Bad Bunny, Lin-Manuel Miranda und Ricky Martin fordern den Rücktritt des puertoricanischen Gouverneurs Ricardo Rosselló.

Aber warum?

Am Samstag wurden 889 Seiten privater Chats zwischen Rosselló und Mitgliedern seines Personals durchgesickert, nachdem zwei ehemalige Beamte des Gouverneurs vom FBI wegen Korruption festgenommen worden waren.

Die Dokumente zeigten, dass Rosselló vulgäre, sexistische und homophobe Gespräche geführt hatte. In den Chats scherzte Rosselló über die große Zahl der Todesfälle auf der Insel nach dem Hurrikan Maria, nannte einen Reporter eine "Hure" und beschimpfte Carmen Yulín Cruz, die Bürgermeisterin von San Juan, und sagte, sie müsse "von ihren Medikamenten befreit" sein.

Nach der Bekanntgabe des Dokumentenlecks gingen die Puertoricaner auf die Straße, um den Rücktritt des Gouverneurs zu fordern. Der Ort der größten Proteste ist La Fortaleza, die offizielle Residenz des Gouverneurs in San Juan.

Am Mittwochabend ist in San Juan ein Massenprotest geplant, um Rossellós Rücktritt zu fordern.

In einer Pressekonferenz am Dienstagmorgen gab Rosselló bekannt, dass er nicht zurücktreten werde.

"Ich habe keine illegalen Handlungen begangen", sagte Rosselló. "Ich habe unangemessene Taten begangen."

Seit der Enthüllung von Rossellós Äußerungen drückte der puertoricanische Musik-Superstar Bad Bunny (geb. Benito Antonio Martínez Ocasio) seine Unzufriedenheit auf Twitter aus und forderte Rosselló auf, mit dem Hashtag #RickyRenuncia zu verzichten. Am Montag der Latin Trap Artist hat getwittert dass er seine derzeitige Tour unterbrechen würde, um an den Protesten in Puerto Rico teilzunehmen.

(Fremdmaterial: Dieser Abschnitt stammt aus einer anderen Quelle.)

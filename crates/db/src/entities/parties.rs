//! `SeaORM` entity for the parties (counterparties) table.

use sea_orm::entity::prelude::*;
use serde::{Deserialize, Serialize};

use super::enums::PartyKind;

/// A customer and/or supplier record, owned by one company.
///
/// Identifier columns store normalized values; per-company uniqueness is
/// enforced by partial unique indexes in addition to the application check.
#[derive(Clone, Debug, PartialEq, DeriveEntityModel, Eq, Serialize, Deserialize)]
#[sea_orm(table_name = "parties")]
pub struct Model {
    /// Primary key.
    #[sea_orm(primary_key, auto_increment = false)]
    pub id: Uuid,
    /// Owning company.
    pub company_id: Uuid,
    /// Commercial role.
    pub kind: PartyKind,
    /// Display name.
    pub name: String,
    /// Normalized VAT number.
    pub vat_number: Option<String>,
    /// Normalized fiscal code.
    pub fiscal_code: Option<String>,
    /// Street address.
    pub address: Option<String>,
    /// City.
    pub city: Option<String>,
    /// Inactive parties are hidden from pickers but keep their history.
    pub is_active: bool,
    /// Creation timestamp.
    pub created_at: DateTimeWithTimeZone,
    /// Last update timestamp.
    pub updated_at: DateTimeWithTimeZone,
}

#[derive(Copy, Clone, Debug, EnumIter, DeriveRelation)]
pub enum Relation {
    #[sea_orm(
        belongs_to = "super::companies::Entity",
        from = "Column::CompanyId",
        to = "super::companies::Column::Id"
    )]
    Companies,
}

impl Related<super::companies::Entity> for Entity {
    fn to() -> RelationDef {
        Relation::Companies.def()
    }
}

impl ActiveModelBehavior for ActiveModel {}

"Ich gehe runter auf die Insel und ich würde mich freuen, wenn Sie alle zu mir und zu denen, die bereits auf die Straße gegangen sind, kommen", schrieb Bad Bunny auf Spanisch. "[The government officials] Ich denke, wir haben Angst und wir werden ihnen zeigen, dass sie falsch liegen !! “

Böser Hase

Schlechtes Häschen, das bei Coachella im April 2019 durchführt.

(Mariah Tauger / Los Angeles Times)

Martin, der lateinamerikanische Popstar, dessen Sexualität Rosselló in seinen privaten Gesprächen kritisierte, hat seine Gedanken auch auf Twitter geteilt.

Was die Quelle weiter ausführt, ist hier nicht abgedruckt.